In other words, Jesus is saying that the Sabbath exists so that humans can be happy and nice to each other. If he said this today, he would be accused of moralistic therapeutic deism. True, he didn’t use those trite words that we love to sneer at, but he’s making a specific claim about the benevolence of God’s law in contradistinction to the Pharisaic use of God’s law as a means of conspicuous self-sacrifice by which they earn their salvation. If the law’s purpose is to give you an opportunity to prove your superiority to others through self-denial, then its value would be compromised if everything the law was telling you to do was actually in your self-interest. By saying the law exists for our benefit, Jesus kicks over the pedestal of self-sacrifice the Pharisees had built for themselves to stand on.
I’m not convinced Guyton’s reading of Mark 2:27 – the Sabbath exists so we can be happy and be nice to each other – is the most persuasive interpretation of what Jesus meant when he said the Son of Man is Lord of the Sabbath.
But that aside, what stands out for me is the way the critics of MTD are boxed into a tiny Pharisaic box in which they are, by association, described as sneering legalists who are only interested in vaunting their own moral superiority over others. They appear to be devotees of works righteousness as well.

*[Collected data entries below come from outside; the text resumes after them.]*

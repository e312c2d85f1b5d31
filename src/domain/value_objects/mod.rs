//! Domain Value Objects
//!
//! Immutable value types that represent domain concepts.

mod config_warning;
mod conflict_kind;
mod lesson_date;
mod schedule_layout;
mod time_of_day;

pub use config_warning::ConfigWarning;
pub use conflict_kind::ConflictKind;
pub use lesson_date::LessonDate;
pub use schedule_layout::ScheduleLayout;
pub use time_of_day::TimeOfDay;
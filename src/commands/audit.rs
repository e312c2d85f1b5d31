//! Audit command implementation

use std::path::PathBuf;
use std::time::Instant;

use anyhow::{Context, Result};

use kidari::application::{AuditOptions, AuditOutcome};
use kidari::presentation::{create_audit_use_case, export};

use crate::ui::context::UiContext;
use crate::ui::json::events::StartEvent;
use crate::ui::views::audit::{
    render_audit_header, render_audit_summary, render_issue_sections, render_lesson_table,
};

const COMMAND: &str = "audit";

/// Everything `kidari audit` needs beyond the use-case options
#[derive(Debug, Clone)]
pub struct AuditRequest {
    pub options: AuditOptions,
    pub export: Option<PathBuf>,
    pub allow_violations: bool,
}

pub fn cmd_audit(request: AuditRequest, ui: &UiContext) -> Result<()> {
    let started = Instant::now();

    if ui.json {
        crate::ui::json::emit_event(&StartEvent::new(COMMAND).with_policy(request.options.policy))?;
    }

    let outcome = create_audit_use_case().execute(&request.options)?;

    if let Some(path) = &request.export {
        let generated = chrono::Local::now().format("%Y-%m-%d %H:%M:%S").to_string();
        export::write_markdown(path, &outcome.report, request.options.policy, &generated)
            .with_context(|| format!("failed to write report to {}", path.display()))?;
    }

    if ui.json {
        let elapsed = u64::try_from(started.elapsed().as_millis()).unwrap_or(u64::MAX);
        crate::ui::json::write_report(
            &mut std::io::stdout().lock(),
            COMMAND,
            &outcome.report,
            elapsed,
        )?;
    } else {
        print_text(&request, &outcome, ui);
    }

    if ui.annotate() {
        for line in crate::ui::ci::report_annotations(&outcome.report, &request.options.lessons) {
            println!("{}", line);
        }
    }

    if !outcome.is_success() && !request.allow_violations {
        std::process::exit(1);
    }

    Ok(())
}

fn print_text(request: &AuditRequest, outcome: &AuditOutcome, ui: &UiContext) {
    let options = &request.options;

    println!(
        "{}",
        render_audit_header(options, outcome, ui.color, ui.unicode)
    );
    print!(
        "{}",
        render_issue_sections(&outcome.report, options.policy, ui.color, ui.unicode)
    );
    println!(
        "{}",
        render_lesson_table(&outcome.report, ui.verbose, ui.color, ui.unicode)
    );
    print!(
        "{}",
        render_audit_summary(
            outcome,
            request.export.as_deref(),
            ui.verbose,
            ui.color,
            ui.unicode
        )
    );
}
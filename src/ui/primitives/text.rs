use std::fmt;

use crossterm::style::Stylize;

use crate::ui::theme;

#[derive(Debug, Clone, Copy, PartialEq, Eq)]
pub enum SemanticColor {
    Success,
    Error,
    Warning,
    Info,
    Dim,
}

#[derive(Debug, Clone, PartialEq, Eq)]
pub struct ColoredText {
    text: String,
    color: SemanticColor,
    bold: bool,
}

impl ColoredText {
    fn new(text: impl Into<String>, color: SemanticColor) -> Self {
        Self {
            text: text.into(),
            color,
            bold: false,
        }
    }

    pub fn success(text: impl Into<String>) -> Self {
        Self::new(text, SemanticColor::Success)
    }

    pub fn error(text: impl Into<String>) -> Self {
        Self::new(text, SemanticColor::Error)
    }

    pub fn warning(text: impl Into<String>) -> Self {
        Self::new(text, SemanticColor::Warning)
    }

    pub fn info(text: impl Into<String>) -> Self {
        Self::new(text, SemanticColor::Info)
    }

    pub fn dim(text: impl Into<String>) -> Self {
        Self::new(text, SemanticColor::Dim)
    }

    pub fn bold(mut self) -> Self {
        self.bold = true;
        self
    }

    pub fn render(&self, supports_color: bool) -> String {
        if !supports_color {
            return self.text.clone();
        }

        let color = match self.color {
            SemanticColor::Success => theme::colors::SUCCESS,
            SemanticColor::Error => theme::colors::ERROR,
            SemanticColor::Warning => theme::colors::WARNING,
            SemanticColor::Info => theme::colors::INFO,
            SemanticColor::Dim => theme::colors::DIM,
        };

        let mut styled = self.text.as_str().with(color);
        if self.bold {
            styled = styled.bold();
        }

        format!("{}", styled)
    }
}

impl fmt::Display for ColoredText {
    fn fmt(&self, f: &mut fmt::Formatter<'_>) -> fmt::Result {
        f.write_str(&self.text)
    }
}

/// `one` when `n == 1`, else `many`
pub fn plural<'a>(n: usize, one: &'a str, many: &'a str) -> &'a str {
    if n == 1 {
        one
    } else {
        many
    }
}
//! Configuration module for Kidari
//!
//! Configuration hierarchy:
//! 1. CLI flags (highest priority)
//! 2. Environment variables (KIDARI_*)
//! 3. Project config (./kidari.toml)
//! 4. User config (<config dir>/kidari/config.toml)
//! 5. Built-in defaults (lowest priority)

mod env_validator;
mod loader;
mod types;

pub use crate::domain::value_objects::ConfigWarning;

pub use env_validator::{
    closest_match, levenshtein, parse_minutes, EnvExpectation, EnvVarValidator, MAX_ENV_MINUTES,
};
pub use loader::{
    ENV_COLOR, ENV_MIN_CONSECUTIVE, ENV_MIN_SESSION, KIDARI_CONFIG_DIR_VAR, PROJECT_CONFIG_FILE,
};
pub use types::{ColorMode, Config, OutputConfig};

Here’s the question: is it legitimate to apply what Jesus said paradigmatically to the Bible in general? “The Bible was made for man, not man for the Bible.” This would signify that God gives us the Bible’s teachings for the sake of our fulfillment rather than as an arbitrary test of our faithfulness. Jesus also tells us that “all the law and the prophets” have to do with the two Great Commandments to love God and love your neighbor. The way I understand this is that everything the Bible teaches us about how we are to live has to do with our ability to connect fully with God (happiness) and our ability to build safe and intimate community with one another (niceness).
Don’t we need a bit more thought about the meaning of community and what it means to be “nice”? Intimate community can often be about many things other than niceness. But even setting this aside, who argues that the purpose of the Bible is to serve as an arbitrary test of our faithfulness? The Bible, rather, is given to us for our sake. We Wesleyans believe it was given for our salvation, which is the same thing as saying it is given to us to make us holy. How can that be arbitrary?

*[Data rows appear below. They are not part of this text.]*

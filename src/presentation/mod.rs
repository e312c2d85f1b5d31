//! Presentation Layer
//!
//! This layer handles:
//! - CLI argument parsing (via clap)
//! - Creating use cases with infrastructure dependencies
//! - Report export (Markdown)
//!
//! ## Structure
//!
//! - `cli` - Argument definitions
//! - `factory` - Creates use cases with proper dependencies (dependency injection)
//! - `export` - Markdown rendering of a violation report
//!
//! ## Usage
//!
//! ```ignore
//! use kidari::presentation::factory;
//!
//! let use_case = factory::create_audit_use_case();
//! let outcome = use_case.execute(&options)?;
//! ```

pub mod cli;
pub mod export;
pub mod factory;

pub use cli::{Cli, ColorWhen, Commands};
pub use factory::create_audit_use_case;
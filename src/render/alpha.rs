use crate::display::{DisplayServer, PictFormat, PictOp, PictureId};
use crate::foundation::core::{Color, Rect};
use crate::foundation::error::WincompResult;
use crate::render::binding::{ResourceGuard, SurfaceBinding};

/// Create a 1×1 repeating solid picture (ARGB32 when `argb`, A8 otherwise).
pub fn solid_picture(
    server: &mut dyn DisplayServer,
    argb: bool,
    color: Color,
) -> WincompResult<SurfaceBinding> {
    let (depth, format) = if argb {
        (32, PictFormat::Argb32)
    } else {
        (8, PictFormat::A8)
    };
    let mut guard = ResourceGuard::new(server);
    let pixmap = guard.create_pixmap(depth, 1, 1)?;
    let picture = guard.create_picture(pixmap, format, true)?;
    guard
        .server()
        .fill_rectangles(PictOp::Src, picture, color, &[Rect::new(0, 0, 1, 1)]);
    guard.keep_pixmap(pixmap);
    guard.keep_picture(picture);
    Ok(SurfaceBinding::from_parts(pixmap, picture, 1, 1))
}

/// Pre-built alpha masks, one per quantized opacity step.
///
/// Step `i` holds a solid A8 picture of alpha `i / max_alpha`. The fully opaque step needs no
/// mask and has no entry.
#[derive(Debug)]
pub struct AlphaPictures {
    max_alpha: u8,
    entries: Vec<SurfaceBinding>,
}

impl AlphaPictures {
    /// Build the table. On failure every picture created so far is released.
    pub fn new(server: &mut dyn DisplayServer, max_alpha: u8) -> WincompResult<Self> {
        let max_alpha = max_alpha.max(1);
        let mut table = Self {
            max_alpha,
            entries: Vec::with_capacity(usize::from(max_alpha) + 1),
        };
        for step in 0..max_alpha {
            let alpha = f64::from(step) / f64::from(max_alpha);
            match solid_picture(server, false, Color::rgba(0.0, 0.0, 0.0, alpha)) {
                Ok(binding) => table.entries.push(binding),
                Err(err) => {
                    table.free(server);
                    return Err(err);
                }
            }
        }
        table.entries.push(SurfaceBinding::new());
        Ok(table)
    }

    /// Quantize an opacity to a step, truncating.
    pub fn step(&self, opacity: f64) -> usize {
        let step = (opacity.clamp(0.0, 1.0) * f64::from(self.max_alpha)) as usize;
        step.min(usize::from(self.max_alpha))
    }

    /// Mask picture for a step; `None` for the opaque step.
    pub fn picture(&self, step: usize) -> Option<PictureId> {
        self.entries.get(step).and_then(SurfaceBinding::picture)
    }

    /// Release every entry.
    pub fn free(&mut self, server: &mut dyn DisplayServer) {
        for entry in &mut self.entries {
            entry.free(server);
        }
        self.entries.clear();
    }
}

#[cfg(test)]
#[path = "../../tests/unit/render/alpha.rs"]
mod tests;
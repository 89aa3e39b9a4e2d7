use crate::display::{PictFormat, WindowId};
use crate::effects::shadow::ShadowGeometry;
use crate::foundation::core::{Margins, Rect};
use crate::region::Region;
use crate::render::binding::SurfaceBinding;
use crate::session::opts::ShadowOpts;

/// How much of a window covers what lies below it.
#[derive(Clone, Copy, Debug, PartialEq, Eq, serde::Serialize, serde::Deserialize)]
#[serde(rename_all = "snake_case")]
pub enum WindowMode {
    /// Fully opaque.
    Solid,
    /// Opaque body, translucent frame.
    FrameTrans,
    /// Translucent or carrying its own alpha.
    Trans,
}

/// Render state of one onscreen window.
///
/// Attributes are resolved by the caller; the bindings are owned and managed by the compositor.
#[derive(Clone, Debug)]
pub struct Window {
    /// Window id, used to name its pixmap.
    pub id: WindowId,
    /// Screen position.
    pub x: i32,
    /// Screen position.
    pub y: i32,
    /// Border-inclusive width.
    pub width: i32,
    /// Border-inclusive height.
    pub height: i32,
    /// Handles used to paint the window body.
    pub paint: SurfaceBinding,
    /// Handles of the cached shadow surface.
    pub shadow_paint: SurfaceBinding,
    /// Frame extents drawn by the window manager.
    pub frame: Margins,
    /// Body opacity.
    pub opacity: f64,
    /// Frame opacity, multiplied with `opacity`.
    pub frame_opacity: f64,
    /// The window's pixels carry an alpha channel.
    pub has_alpha: bool,
    /// Paint with inverted colors.
    pub invert_color: bool,
    /// Blur what lies behind the window.
    pub blur_background: bool,
    /// Overlay the inactive dim.
    pub dim: bool,
    /// Cast a shadow.
    pub shadow: bool,
    /// Paint the shadow under the window body too.
    pub full_shadow: bool,
    /// Shadow placement.
    pub shadow_geometry: ShadowGeometry,
    /// Shadow opacity, already multiplied with the window's opacities.
    pub shadow_opacity: f64,
    /// Screen region obscured by solid windows above this one.
    pub reg_ignore: Region,
    /// Window shape in window-local coordinates.
    pub bounding_shape: Region,
    /// Contents changed since the texture was last bound.
    pub pixmap_damaged: bool,
}

impl Window {
    /// An opaque rectangular window with no effects.
    pub fn new(id: WindowId, rect: Rect) -> Self {
        Self {
            id,
            x: rect.x,
            y: rect.y,
            width: rect.width,
            height: rect.height,
            paint: SurfaceBinding::new(),
            shadow_paint: SurfaceBinding::new(),
            frame: Margins::default(),
            opacity: 1.0,
            frame_opacity: 1.0,
            has_alpha: false,
            invert_color: false,
            blur_background: false,
            dim: false,
            shadow: false,
            full_shadow: false,
            shadow_geometry: ShadowGeometry::default(),
            shadow_opacity: 0.0,
            reg_ignore: Region::new(),
            bounding_shape: Region::from_rect(Rect::new(0, 0, rect.width, rect.height)),
            pixmap_damaged: false,
        }
    }

    /// Screen rectangle.
    pub fn rect(&self) -> Rect {
        Rect::new(self.x, self.y, self.width, self.height)
    }

    /// Frame extents with negative values clamped to zero.
    pub fn frame_extents(&self) -> Margins {
        Margins::new(
            self.frame.top.max(0),
            self.frame.left.max(0),
            self.frame.bottom.max(0),
            self.frame.right.max(0),
        )
    }

    /// Whether a frame is drawn around the window.
    pub fn has_frame(&self) -> bool {
        !self.frame_extents().is_zero()
    }

    /// Classify how the window covers what lies below.
    pub fn mode(&self) -> WindowMode {
        if self.has_alpha || self.opacity < 1.0 {
            WindowMode::Trans
        } else if self.frame_opacity != 1.0 && self.has_frame() {
            WindowMode::FrameTrans
        } else {
            WindowMode::Solid
        }
    }

    /// Whether the window hides everything below it.
    pub fn is_solid(&self, force_win_blend: bool) -> bool {
        self.mode() == WindowMode::Solid && !force_win_blend
    }

    /// Pixel format of the window's pixmap.
    pub fn pict_format(&self) -> PictFormat {
        if self.has_alpha {
            PictFormat::Argb32
        } else {
            PictFormat::Rgb24
        }
    }

    /// Bounding shape in screen coordinates.
    pub fn bounding_shape_global(&self) -> Region {
        self.bounding_shape.clone().translated(self.x, self.y)
    }

    /// Window-local rectangle inside the frame; empty when the frame covers everything.
    pub fn region_noframe_local(&self) -> Region {
        let m = self.frame_extents();
        let width = self.width - m.left - m.right;
        let height = self.height - m.top - m.bottom;
        if width <= 0 || height <= 0 {
            return Region::new();
        }
        Region::from_rect(Rect::new(m.left, m.top, width, height))
    }

    /// Screen region that hides what lies below when the window is solid.
    pub fn opaque_region(&self) -> Region {
        if self.frame_opacity == 1.0 {
            return self.bounding_shape_global();
        }
        self.region_noframe_local()
            .and(&self.bounding_shape)
            .translated(self.x, self.y)
    }

    /// Recompute shadow geometry and opacity from the options.
    pub fn update_shadow(&mut self, opts: &ShadowOpts) {
        self.shadow_geometry = ShadowGeometry::for_window(
            self.width,
            self.height,
            opts.radius,
            opts.offset_x,
            opts.offset_y,
        );
        self.shadow_opacity = opts.opacity * self.opacity * self.frame_opacity;
    }
}

/// Recompute `reg_ignore` for a bottom-to-top stack.
///
/// Each window ignores the union of the opaque regions of the solid windows above it.
pub fn update_reg_ignore(windows: &mut [Window], force_win_blend: bool) {
    let mut above = Region::new();
    for w in windows.iter_mut().rev() {
        w.reg_ignore = above.clone();
        if w.is_solid(force_win_blend) {
            above.union(&w.opaque_region());
        }
    }
}

/// Receives every window after its frame is presented.
pub trait FadeObserver {
    /// Called once per window, bottom to top.
    fn fade_check(&mut self, window: &mut Window);
}

/// Observer that does nothing.
#[derive(Clone, Copy, Debug, Default)]
pub struct NoFade;

impl FadeObserver for NoFade {
    fn fade_check(&mut self, _window: &mut Window) {}
}

impl<F: FnMut(&mut Window)> FadeObserver for F {
    fn fade_check(&mut self, window: &mut Window) {
        self(window)
    }
}

#[cfg(test)]
#[path = "../../tests/unit/session/window.rs"]
mod tests;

God’s perfect nature means that He doesn’t have an insecure ego that needs to be satisfied by seeing us do things in a certain way just because He said so.
Agreed.
He does call us to conduct ourselves with honor and holiness, but for the sake of our benefit, so that “His love might be made perfect within us.”
Amen.
In any case, I don’t think that it’s unreasonable to expect the Bible’s teachings to have to do with our ability to thrive as opposed to establishing some abstract order to which we’re supposed to conform so that God will have His ego stroked.

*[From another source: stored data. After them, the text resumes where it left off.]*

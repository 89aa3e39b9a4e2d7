use crate::display::{CompositeArgs, DisplayServer, PictFormat, PictOp, PictureId};
use crate::effects::blur::blur_region;
use crate::foundation::core::{Color, Rect};
use crate::foundation::error::{WincompError, WincompResult};
use crate::region::Region;
use crate::render::alpha::{AlphaPictures, solid_picture};
use crate::render::backend::{
    BackendKind, BlurRequest, PaintSource, RenderBackend, RenderRequest,
};
use crate::render::binding::{BufferSource, SurfaceBinding};
use crate::session::opts::CompositorOpts;

/// Composites every paint into an offscreen target picture through alpha masks, then copies
/// the target onto the root picture.
#[derive(Debug, Default)]
pub struct XRenderBackend {
    alpha: Option<AlphaPictures>,
    white: SurfaceBinding,
    target: Option<PictureId>,
}

impl XRenderBackend {
    /// Backend with no resources yet; call [`RenderBackend::init`] first.
    pub fn new() -> Self {
        Self::default()
    }

    /// Picture the current frame is composed into.
    pub fn target(&self) -> Option<PictureId> {
        self.target
    }

    pub(crate) fn inverted_copy(
        &self,
        server: &mut dyn DisplayServer,
        source: PictureId,
        width: i32,
        height: i32,
        has_alpha: bool,
    ) -> WincompResult<SurfaceBinding> {
        let white = self
            .white
            .picture()
            .ok_or_else(|| WincompError::resource("white picture missing"))?;
        let format = if has_alpha {
            PictFormat::Argb32
        } else {
            PictFormat::Rgb24
        };
        let mut tmp = SurfaceBinding::new();
        let built = tmp
            .ensure_buffer(
                server,
                BufferSource::Offscreen {
                    depth: format.depth(),
                    width,
                    height,
                },
            )
            .and_then(|_| tmp.ensure_target(server, format));
        let picture = match built {
            Ok(picture) => picture,
            Err(err) => {
                tmp.free(server);
                return Err(err);
            }
        };
        server.composite(&CompositeArgs::copy(PictOp::Src, source, picture, width, height));
        server.composite(&CompositeArgs::copy(
            PictOp::Difference,
            white,
            picture,
            width,
            height,
        ));
        // Restore the source alpha that the difference against opaque white filled in.
        if has_alpha {
            server.composite(&CompositeArgs::copy(
                PictOp::InReverse,
                source,
                picture,
                width,
                height,
            ));
        }
        Ok(tmp)
    }
}

impl RenderBackend for XRenderBackend {
    fn kind(&self) -> BackendKind {
        BackendKind::XRender
    }

    fn uses_pictures(&self) -> bool {
        true
    }

    fn init(
        &mut self,
        server: &mut dyn DisplayServer,
        opts: &CompositorOpts,
    ) -> WincompResult<()> {
        let mut alpha = AlphaPictures::new(server, opts.max_alpha)?;
        match solid_picture(server, true, Color::WHITE) {
            Ok(white) => self.white = white,
            Err(err) => {
                alpha.free(server);
                return Err(err);
            }
        }
        self.alpha = Some(alpha);
        Ok(())
    }

    fn deinit(&mut self, server: &mut dyn DisplayServer) {
        if let Some(mut alpha) = self.alpha.take() {
            alpha.free(server);
        }
        self.white.free(server);
        self.target = None;
    }

    fn frame_start(
        &mut self,
        server: &mut dyn DisplayServer,
        target: &SurfaceBinding,
        damage: &Region,
    ) -> WincompResult<()> {
        let picture = target
            .picture()
            .ok_or_else(|| WincompError::frame_buffer("target buffer has no picture"))?;
        self.target = Some(picture);
        let root = server.root_picture();
        server.set_picture_clip_region(root, 0, 0, damage);
        Ok(())
    }

    fn set_clip(&mut self, server: &mut dyn DisplayServer, region: &Region) {
        if let Some(target) = self.target {
            server.set_picture_clip_region(target, 0, 0, region);
        }
    }

    fn begin_paint(
        &mut self,
        server: &mut dyn DisplayServer,
        binding: &SurfaceBinding,
        width: i32,
        height: i32,
        has_alpha: bool,
        invert: bool,
    ) -> PaintSource {
        let mut source = PaintSource::of(binding, false);
        let Some(picture) = binding.picture().filter(|_| invert) else {
            return source;
        };
        match self.inverted_copy(server, picture, width, height, has_alpha) {
            Ok(tmp) => {
                source.picture = tmp.picture();
                source.scratch = Some(tmp);
            }
            Err(err) => tracing::warn!(%err, "cannot invert colors, painting unmodified"),
        }
        source
    }

    fn render(
        &mut self,
        server: &mut dyn DisplayServer,
        source: &PaintSource,
        req: &RenderRequest<'_>,
    ) {
        let (Some(alpha), Some(target)) = (self.alpha.as_ref(), self.target) else {
            tracing::error!("render before the backend is initialized");
            return;
        };
        let step = alpha.step(req.opacity);
        if step == 0 {
            return;
        }
        let Some(src) = source.picture else {
            tracing::error!("render source has no picture");
            return;
        };
        let mask = alpha.picture(step);
        let op = if !req.argb && mask.is_none() {
            PictOp::Src
        } else {
            PictOp::Over
        };
        server.composite(&CompositeArgs {
            op,
            src,
            mask,
            dst: target,
            src_x: req.src_x,
            src_y: req.src_y,
            mask_x: 0,
            mask_y: 0,
            dst_x: req.dst_x,
            dst_y: req.dst_y,
            width: req.width,
            height: req.height,
        });
    }

    fn dim(&mut self, server: &mut dyn DisplayServer, rect: Rect, opacity: f64, _region: &Region) {
        let Some(target) = self.target else {
            return;
        };
        let alpha = (f64::from(u16::MAX) * opacity.clamp(0.0, 1.0)) as u16;
        server.fill_rectangles(
            PictOp::Over,
            target,
            Color::from_u16(0, 0, 0, alpha),
            &[rect],
        );
    }

    fn blur(&mut self, server: &mut dyn DisplayServer, req: &BlurRequest<'_>) -> bool {
        let Some(target) = self.target else {
            return false;
        };
        blur_region(server, target, req.area, req.kernels, Some(req.clip))
    }

    fn present(
        &mut self,
        server: &mut dyn DisplayServer,
        target: &mut SurfaceBinding,
        _damage: &Region,
        _use_glfinish: bool,
        _no_rebind: bool,
    ) {
        let Some(src) = target.picture() else {
            tracing::error!("no composed frame to present");
            return;
        };
        let (w, h) = server.root_size();
        let root = server.root_picture();
        server.composite(&CompositeArgs::copy(PictOp::Src, src, root, w, h));
    }
}

#[cfg(test)]
#[path = "../../tests/unit/render/xrender.rs"]
mod tests;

Okay, again, who is advancing the argument that he is knocking down here? And I’m not sure what he means by saying the Bible’s teachings should have to do with our ability to thrive. What kind of thriving are we speaking of here? All that talk about hating our life and taking up crosses, not to mention all those beheaded and burned martyrs, seem to make the word “thrive” a word in need of some definition.
If that makes me a moralistic therapeutic deist, then so is Jesus!
I’m not sure if Guyton is an advocate of MTD. The way to figure that out is pretty simple. Read the list of five attributes above and determine whether you affirm them. In either event, I’m quite confident that Jesus was not a deist of any kind.
In the end, I get the sense that Guyton is tilting at foes that I have not seen. I’m sure people can use the construct of MTD in ways that do not reflect the findings of the research. But I’m confused why — if that is happening — why such false use of MTD is not called out for its mistakes. That would be a fairly simple thing to do.